Description of the task - For each line below that contains the word "BufWriter", make a copy.

Stored dataset items -
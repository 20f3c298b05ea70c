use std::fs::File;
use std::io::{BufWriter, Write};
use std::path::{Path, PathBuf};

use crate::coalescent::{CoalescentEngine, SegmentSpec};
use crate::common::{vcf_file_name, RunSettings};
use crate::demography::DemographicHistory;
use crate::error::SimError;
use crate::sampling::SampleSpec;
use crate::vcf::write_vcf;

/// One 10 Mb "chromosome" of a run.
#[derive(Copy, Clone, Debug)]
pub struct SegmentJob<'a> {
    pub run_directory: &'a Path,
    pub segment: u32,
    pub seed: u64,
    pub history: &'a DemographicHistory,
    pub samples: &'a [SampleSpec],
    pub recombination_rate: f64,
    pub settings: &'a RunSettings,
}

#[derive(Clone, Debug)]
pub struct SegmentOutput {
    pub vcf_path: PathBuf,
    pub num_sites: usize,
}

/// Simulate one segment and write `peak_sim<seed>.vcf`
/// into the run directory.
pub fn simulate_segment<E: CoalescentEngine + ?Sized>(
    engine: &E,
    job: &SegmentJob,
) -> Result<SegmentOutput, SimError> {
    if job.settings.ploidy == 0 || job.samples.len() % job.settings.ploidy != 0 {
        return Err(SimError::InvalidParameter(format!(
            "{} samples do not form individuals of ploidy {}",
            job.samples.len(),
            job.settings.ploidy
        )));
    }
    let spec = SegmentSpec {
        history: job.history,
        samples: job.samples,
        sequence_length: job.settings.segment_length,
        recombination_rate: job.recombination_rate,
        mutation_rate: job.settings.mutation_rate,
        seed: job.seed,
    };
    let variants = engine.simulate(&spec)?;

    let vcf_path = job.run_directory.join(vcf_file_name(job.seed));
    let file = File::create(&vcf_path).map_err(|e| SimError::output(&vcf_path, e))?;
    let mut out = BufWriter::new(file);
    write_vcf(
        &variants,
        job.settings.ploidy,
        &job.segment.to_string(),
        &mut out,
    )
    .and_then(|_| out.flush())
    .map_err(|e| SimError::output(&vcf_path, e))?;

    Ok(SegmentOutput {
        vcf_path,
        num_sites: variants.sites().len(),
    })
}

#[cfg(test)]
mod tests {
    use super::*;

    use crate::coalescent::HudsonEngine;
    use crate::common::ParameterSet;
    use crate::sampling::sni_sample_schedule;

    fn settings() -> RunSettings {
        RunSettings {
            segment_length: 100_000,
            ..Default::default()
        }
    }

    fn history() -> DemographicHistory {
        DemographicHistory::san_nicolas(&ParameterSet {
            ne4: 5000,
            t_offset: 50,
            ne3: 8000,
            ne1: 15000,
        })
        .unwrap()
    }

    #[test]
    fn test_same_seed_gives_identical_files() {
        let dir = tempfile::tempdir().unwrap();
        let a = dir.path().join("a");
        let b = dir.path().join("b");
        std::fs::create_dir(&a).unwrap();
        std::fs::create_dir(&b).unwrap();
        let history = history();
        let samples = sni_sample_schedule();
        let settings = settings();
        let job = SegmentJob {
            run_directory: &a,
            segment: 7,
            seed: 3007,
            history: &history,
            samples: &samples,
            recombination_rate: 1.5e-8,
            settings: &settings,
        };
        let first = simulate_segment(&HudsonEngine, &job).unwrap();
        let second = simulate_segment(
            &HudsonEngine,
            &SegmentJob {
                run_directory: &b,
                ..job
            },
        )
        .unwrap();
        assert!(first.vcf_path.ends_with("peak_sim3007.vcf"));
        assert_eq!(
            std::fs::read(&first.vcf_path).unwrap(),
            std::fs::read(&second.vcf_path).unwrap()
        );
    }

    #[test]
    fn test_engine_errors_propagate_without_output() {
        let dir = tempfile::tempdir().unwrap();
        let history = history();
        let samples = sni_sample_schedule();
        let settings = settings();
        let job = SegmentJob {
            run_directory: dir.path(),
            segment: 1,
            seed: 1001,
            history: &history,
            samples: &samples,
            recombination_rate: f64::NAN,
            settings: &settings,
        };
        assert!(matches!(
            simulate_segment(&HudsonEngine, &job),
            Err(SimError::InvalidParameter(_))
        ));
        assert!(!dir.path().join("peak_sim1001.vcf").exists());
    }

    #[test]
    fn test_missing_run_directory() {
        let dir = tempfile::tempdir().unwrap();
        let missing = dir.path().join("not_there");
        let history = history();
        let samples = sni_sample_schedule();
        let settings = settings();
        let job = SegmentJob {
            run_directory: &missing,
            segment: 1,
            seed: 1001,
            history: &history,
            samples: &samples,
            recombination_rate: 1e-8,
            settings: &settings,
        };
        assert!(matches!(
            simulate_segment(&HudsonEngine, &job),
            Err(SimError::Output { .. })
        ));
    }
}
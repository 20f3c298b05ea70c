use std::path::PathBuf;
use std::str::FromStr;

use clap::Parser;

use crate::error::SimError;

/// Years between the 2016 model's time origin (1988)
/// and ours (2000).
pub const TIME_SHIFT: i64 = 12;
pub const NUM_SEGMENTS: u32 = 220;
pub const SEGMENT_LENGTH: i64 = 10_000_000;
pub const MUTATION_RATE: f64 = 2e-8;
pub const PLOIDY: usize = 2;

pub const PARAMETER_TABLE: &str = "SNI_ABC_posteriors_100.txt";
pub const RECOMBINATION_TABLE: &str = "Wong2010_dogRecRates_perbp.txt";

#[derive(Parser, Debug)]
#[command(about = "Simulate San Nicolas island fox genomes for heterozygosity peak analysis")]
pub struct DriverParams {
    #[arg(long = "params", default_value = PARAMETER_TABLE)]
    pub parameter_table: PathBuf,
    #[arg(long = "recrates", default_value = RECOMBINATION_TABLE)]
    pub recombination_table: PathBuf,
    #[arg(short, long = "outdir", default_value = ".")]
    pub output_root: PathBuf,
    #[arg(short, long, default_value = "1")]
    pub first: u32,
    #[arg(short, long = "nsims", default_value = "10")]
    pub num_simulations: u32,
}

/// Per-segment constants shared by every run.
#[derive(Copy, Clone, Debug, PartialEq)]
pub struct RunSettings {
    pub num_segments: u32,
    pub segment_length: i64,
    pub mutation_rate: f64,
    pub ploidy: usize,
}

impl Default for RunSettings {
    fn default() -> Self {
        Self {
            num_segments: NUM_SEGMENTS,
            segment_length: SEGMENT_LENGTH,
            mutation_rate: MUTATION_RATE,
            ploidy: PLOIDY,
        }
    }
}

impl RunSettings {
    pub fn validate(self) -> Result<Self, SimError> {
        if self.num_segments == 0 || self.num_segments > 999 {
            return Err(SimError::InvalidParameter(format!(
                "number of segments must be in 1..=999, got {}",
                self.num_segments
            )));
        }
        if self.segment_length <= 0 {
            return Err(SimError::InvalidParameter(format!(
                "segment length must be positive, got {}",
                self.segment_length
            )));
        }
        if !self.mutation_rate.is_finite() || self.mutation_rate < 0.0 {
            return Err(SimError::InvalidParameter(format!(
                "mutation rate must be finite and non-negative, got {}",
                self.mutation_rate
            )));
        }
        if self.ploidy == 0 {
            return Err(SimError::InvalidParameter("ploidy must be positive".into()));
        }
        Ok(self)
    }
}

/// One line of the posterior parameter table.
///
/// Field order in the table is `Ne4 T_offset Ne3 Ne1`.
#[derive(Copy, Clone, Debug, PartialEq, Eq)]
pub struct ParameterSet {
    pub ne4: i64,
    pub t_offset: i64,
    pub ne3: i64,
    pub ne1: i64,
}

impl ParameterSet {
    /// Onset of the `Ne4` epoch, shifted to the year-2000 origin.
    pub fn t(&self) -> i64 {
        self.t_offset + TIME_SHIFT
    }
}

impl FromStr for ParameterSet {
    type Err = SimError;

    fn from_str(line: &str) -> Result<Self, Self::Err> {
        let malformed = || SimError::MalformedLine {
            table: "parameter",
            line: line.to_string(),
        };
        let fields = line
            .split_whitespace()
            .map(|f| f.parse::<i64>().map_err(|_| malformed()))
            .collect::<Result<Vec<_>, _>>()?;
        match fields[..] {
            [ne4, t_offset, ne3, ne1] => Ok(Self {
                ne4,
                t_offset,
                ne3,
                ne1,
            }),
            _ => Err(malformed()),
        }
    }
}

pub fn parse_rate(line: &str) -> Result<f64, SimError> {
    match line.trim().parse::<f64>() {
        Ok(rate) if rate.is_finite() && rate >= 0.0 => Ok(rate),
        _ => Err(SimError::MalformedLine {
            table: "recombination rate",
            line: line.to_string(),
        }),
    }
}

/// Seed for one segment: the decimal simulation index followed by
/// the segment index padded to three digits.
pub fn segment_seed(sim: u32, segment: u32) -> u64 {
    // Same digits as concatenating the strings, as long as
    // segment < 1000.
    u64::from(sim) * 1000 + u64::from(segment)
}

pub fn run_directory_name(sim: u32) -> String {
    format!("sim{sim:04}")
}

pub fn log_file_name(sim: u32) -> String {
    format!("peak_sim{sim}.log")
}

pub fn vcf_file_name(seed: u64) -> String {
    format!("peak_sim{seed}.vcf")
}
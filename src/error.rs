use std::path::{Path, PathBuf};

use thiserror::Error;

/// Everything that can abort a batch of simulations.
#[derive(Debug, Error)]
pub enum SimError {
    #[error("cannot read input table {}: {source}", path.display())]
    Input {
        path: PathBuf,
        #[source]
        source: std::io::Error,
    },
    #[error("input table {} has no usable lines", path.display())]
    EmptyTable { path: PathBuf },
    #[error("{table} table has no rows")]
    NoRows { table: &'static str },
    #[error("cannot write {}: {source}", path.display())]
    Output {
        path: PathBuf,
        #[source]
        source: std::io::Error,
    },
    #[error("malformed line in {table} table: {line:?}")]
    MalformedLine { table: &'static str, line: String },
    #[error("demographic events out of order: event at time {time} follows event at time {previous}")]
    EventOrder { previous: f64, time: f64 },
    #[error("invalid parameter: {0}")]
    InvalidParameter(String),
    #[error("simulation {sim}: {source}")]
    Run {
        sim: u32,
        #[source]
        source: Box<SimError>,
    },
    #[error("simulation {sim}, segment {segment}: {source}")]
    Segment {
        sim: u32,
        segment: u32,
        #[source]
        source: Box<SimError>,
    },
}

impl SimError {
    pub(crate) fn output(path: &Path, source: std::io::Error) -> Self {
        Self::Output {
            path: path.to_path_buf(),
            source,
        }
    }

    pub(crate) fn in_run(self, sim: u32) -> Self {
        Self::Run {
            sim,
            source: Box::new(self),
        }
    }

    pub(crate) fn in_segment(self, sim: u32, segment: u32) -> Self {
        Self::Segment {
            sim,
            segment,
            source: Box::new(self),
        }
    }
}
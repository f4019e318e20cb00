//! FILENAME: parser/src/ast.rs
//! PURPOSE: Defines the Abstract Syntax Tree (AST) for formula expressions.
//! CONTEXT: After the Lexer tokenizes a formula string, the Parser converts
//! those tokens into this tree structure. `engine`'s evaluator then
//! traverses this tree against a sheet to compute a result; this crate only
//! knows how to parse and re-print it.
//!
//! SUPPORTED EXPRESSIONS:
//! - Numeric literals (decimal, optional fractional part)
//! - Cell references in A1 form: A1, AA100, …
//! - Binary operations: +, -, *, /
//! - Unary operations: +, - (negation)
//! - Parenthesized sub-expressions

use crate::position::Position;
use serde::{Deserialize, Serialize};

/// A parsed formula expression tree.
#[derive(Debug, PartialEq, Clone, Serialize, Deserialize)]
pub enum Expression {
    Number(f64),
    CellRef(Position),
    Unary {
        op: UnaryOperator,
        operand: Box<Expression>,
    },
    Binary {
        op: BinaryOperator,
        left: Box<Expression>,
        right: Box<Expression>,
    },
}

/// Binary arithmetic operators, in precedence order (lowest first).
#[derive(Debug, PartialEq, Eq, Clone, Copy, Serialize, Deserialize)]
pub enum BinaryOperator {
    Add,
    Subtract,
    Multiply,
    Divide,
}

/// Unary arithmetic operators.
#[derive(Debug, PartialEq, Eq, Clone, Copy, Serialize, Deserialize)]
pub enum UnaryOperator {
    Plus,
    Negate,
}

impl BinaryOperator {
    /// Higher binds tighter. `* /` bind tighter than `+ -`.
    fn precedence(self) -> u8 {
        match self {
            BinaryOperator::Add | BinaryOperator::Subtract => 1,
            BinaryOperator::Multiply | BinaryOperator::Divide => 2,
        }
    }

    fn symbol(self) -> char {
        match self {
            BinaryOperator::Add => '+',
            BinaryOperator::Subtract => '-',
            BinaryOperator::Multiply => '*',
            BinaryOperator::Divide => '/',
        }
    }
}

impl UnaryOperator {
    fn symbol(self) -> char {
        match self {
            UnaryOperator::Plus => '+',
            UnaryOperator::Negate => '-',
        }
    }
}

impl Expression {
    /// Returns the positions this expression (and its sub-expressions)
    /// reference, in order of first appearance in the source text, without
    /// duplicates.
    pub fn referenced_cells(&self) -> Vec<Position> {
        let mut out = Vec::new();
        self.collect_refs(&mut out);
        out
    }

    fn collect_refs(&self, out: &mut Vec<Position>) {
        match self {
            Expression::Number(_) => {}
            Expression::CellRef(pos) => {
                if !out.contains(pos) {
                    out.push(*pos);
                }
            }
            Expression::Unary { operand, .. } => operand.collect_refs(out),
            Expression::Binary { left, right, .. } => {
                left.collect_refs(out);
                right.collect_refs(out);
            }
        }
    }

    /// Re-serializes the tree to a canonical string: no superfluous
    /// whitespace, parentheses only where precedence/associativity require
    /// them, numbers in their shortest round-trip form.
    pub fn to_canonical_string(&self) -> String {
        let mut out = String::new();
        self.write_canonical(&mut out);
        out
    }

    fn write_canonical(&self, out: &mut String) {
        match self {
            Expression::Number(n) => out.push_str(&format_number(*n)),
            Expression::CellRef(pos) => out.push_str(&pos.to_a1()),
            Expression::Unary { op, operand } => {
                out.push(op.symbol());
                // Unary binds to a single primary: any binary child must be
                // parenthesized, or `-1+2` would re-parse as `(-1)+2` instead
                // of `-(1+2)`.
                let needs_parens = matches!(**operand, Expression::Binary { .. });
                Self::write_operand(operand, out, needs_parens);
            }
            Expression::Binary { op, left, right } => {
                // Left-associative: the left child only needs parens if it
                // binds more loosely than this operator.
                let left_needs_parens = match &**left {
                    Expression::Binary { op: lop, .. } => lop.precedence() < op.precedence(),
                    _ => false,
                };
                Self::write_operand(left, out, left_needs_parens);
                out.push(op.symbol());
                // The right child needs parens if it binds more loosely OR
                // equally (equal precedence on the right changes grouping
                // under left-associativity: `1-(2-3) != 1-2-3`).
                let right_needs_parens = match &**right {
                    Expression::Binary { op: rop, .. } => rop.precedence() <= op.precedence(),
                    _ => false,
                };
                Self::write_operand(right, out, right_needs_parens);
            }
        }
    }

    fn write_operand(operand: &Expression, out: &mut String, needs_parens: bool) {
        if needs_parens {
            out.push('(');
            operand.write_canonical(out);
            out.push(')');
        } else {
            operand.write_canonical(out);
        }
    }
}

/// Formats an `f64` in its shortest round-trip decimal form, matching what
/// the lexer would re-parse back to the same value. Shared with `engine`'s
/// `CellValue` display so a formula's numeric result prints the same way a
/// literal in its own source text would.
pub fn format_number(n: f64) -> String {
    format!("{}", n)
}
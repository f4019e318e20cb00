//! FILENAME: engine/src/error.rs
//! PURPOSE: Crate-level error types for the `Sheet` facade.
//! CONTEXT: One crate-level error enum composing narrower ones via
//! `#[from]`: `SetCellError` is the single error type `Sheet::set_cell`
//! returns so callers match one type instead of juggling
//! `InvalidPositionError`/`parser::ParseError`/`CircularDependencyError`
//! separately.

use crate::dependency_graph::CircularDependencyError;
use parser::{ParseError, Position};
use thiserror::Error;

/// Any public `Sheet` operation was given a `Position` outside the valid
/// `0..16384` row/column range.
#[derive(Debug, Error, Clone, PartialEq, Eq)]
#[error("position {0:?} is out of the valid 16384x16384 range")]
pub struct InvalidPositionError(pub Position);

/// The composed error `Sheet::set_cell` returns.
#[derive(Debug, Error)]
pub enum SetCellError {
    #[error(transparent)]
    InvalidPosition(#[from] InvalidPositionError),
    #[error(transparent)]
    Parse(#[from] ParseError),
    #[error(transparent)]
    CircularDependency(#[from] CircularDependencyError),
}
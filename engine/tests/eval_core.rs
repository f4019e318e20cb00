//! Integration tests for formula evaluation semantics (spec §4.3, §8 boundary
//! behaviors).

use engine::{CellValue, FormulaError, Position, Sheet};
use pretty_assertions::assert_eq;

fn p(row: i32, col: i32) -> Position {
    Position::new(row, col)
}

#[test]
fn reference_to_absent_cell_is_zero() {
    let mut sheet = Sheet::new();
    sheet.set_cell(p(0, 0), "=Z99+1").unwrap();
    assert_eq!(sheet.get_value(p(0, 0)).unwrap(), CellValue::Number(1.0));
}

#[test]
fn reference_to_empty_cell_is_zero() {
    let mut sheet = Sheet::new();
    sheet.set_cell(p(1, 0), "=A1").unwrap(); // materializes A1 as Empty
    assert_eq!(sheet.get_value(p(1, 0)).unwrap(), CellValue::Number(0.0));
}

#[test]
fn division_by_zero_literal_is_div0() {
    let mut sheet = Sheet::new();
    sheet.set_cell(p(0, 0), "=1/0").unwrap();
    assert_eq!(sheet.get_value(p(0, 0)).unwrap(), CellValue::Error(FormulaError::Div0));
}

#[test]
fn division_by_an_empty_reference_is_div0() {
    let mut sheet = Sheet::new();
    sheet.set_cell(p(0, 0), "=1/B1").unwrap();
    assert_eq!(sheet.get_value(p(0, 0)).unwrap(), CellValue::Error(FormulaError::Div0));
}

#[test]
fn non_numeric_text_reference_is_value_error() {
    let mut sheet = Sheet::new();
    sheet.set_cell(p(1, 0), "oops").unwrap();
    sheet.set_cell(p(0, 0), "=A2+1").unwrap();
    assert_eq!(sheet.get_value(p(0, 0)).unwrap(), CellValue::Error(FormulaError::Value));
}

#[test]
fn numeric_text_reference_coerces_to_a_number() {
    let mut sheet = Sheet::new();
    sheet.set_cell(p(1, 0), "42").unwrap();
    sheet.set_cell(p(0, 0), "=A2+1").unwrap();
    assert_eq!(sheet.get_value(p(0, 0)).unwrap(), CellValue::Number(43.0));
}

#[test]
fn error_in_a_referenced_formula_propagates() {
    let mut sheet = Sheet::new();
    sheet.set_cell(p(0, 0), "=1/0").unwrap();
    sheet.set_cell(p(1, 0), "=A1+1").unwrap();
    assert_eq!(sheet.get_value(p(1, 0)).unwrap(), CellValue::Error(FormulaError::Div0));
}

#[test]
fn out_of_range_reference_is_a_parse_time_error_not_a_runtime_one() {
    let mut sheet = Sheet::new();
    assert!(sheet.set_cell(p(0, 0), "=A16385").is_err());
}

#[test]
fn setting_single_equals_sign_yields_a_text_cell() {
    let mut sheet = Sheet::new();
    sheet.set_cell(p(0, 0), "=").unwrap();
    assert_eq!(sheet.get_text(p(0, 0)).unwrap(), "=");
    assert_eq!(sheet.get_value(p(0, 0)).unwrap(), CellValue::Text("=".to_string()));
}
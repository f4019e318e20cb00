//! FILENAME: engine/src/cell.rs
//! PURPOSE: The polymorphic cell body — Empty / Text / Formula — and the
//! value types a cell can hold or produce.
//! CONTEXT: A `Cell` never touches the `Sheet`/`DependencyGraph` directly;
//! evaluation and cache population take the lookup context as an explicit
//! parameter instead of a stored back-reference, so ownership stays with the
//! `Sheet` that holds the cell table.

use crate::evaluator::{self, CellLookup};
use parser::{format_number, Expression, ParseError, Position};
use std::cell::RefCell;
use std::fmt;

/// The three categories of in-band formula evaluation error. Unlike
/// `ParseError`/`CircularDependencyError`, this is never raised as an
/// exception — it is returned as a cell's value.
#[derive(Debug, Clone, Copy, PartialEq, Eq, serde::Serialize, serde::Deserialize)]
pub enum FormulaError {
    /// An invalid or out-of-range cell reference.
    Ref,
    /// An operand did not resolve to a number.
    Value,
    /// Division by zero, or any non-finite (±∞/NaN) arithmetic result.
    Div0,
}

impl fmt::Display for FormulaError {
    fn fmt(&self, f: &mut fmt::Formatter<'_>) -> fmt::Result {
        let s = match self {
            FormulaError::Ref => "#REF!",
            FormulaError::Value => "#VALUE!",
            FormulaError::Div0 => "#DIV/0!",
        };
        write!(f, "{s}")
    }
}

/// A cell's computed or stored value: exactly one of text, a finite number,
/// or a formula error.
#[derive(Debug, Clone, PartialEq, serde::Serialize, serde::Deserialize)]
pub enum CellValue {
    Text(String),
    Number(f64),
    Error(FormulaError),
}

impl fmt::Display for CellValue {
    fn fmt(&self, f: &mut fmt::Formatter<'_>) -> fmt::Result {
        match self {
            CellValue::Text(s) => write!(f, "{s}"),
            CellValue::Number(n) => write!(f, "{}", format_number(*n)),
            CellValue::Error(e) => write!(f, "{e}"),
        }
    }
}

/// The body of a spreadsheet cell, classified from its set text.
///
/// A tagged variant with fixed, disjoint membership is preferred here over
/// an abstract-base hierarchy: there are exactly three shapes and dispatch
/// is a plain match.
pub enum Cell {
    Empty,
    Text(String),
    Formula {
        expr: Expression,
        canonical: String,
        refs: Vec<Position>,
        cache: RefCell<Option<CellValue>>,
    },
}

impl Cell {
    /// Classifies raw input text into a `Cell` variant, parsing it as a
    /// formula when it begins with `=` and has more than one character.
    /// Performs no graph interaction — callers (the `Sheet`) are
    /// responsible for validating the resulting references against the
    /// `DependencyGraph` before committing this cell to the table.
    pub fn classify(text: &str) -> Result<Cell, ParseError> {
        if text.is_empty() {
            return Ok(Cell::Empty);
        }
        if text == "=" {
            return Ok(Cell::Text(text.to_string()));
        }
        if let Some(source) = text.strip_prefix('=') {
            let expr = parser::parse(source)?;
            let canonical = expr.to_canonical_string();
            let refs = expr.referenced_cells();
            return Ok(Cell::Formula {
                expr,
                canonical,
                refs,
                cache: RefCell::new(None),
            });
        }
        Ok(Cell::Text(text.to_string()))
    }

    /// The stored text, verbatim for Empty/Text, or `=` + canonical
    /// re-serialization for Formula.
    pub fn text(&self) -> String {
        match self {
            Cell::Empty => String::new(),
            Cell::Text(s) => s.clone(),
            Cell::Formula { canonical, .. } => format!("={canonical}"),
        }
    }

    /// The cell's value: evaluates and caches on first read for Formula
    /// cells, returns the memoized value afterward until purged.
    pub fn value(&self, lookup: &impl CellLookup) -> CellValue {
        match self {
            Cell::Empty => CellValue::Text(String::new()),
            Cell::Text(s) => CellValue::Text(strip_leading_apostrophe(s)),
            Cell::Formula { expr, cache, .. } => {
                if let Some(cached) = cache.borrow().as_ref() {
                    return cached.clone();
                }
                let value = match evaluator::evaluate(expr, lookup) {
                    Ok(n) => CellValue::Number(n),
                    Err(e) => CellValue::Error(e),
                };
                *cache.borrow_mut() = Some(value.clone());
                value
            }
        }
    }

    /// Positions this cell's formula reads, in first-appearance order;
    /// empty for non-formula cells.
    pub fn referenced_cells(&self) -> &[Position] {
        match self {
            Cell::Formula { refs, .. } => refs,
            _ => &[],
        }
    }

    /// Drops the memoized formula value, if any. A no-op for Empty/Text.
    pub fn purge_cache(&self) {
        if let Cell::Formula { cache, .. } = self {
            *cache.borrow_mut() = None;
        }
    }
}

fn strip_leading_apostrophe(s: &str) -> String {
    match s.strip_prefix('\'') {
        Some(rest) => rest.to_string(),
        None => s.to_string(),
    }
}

Solution to the problem -
use std::io::{BufWriter, Write};
    let mut out = BufWriter::new(file);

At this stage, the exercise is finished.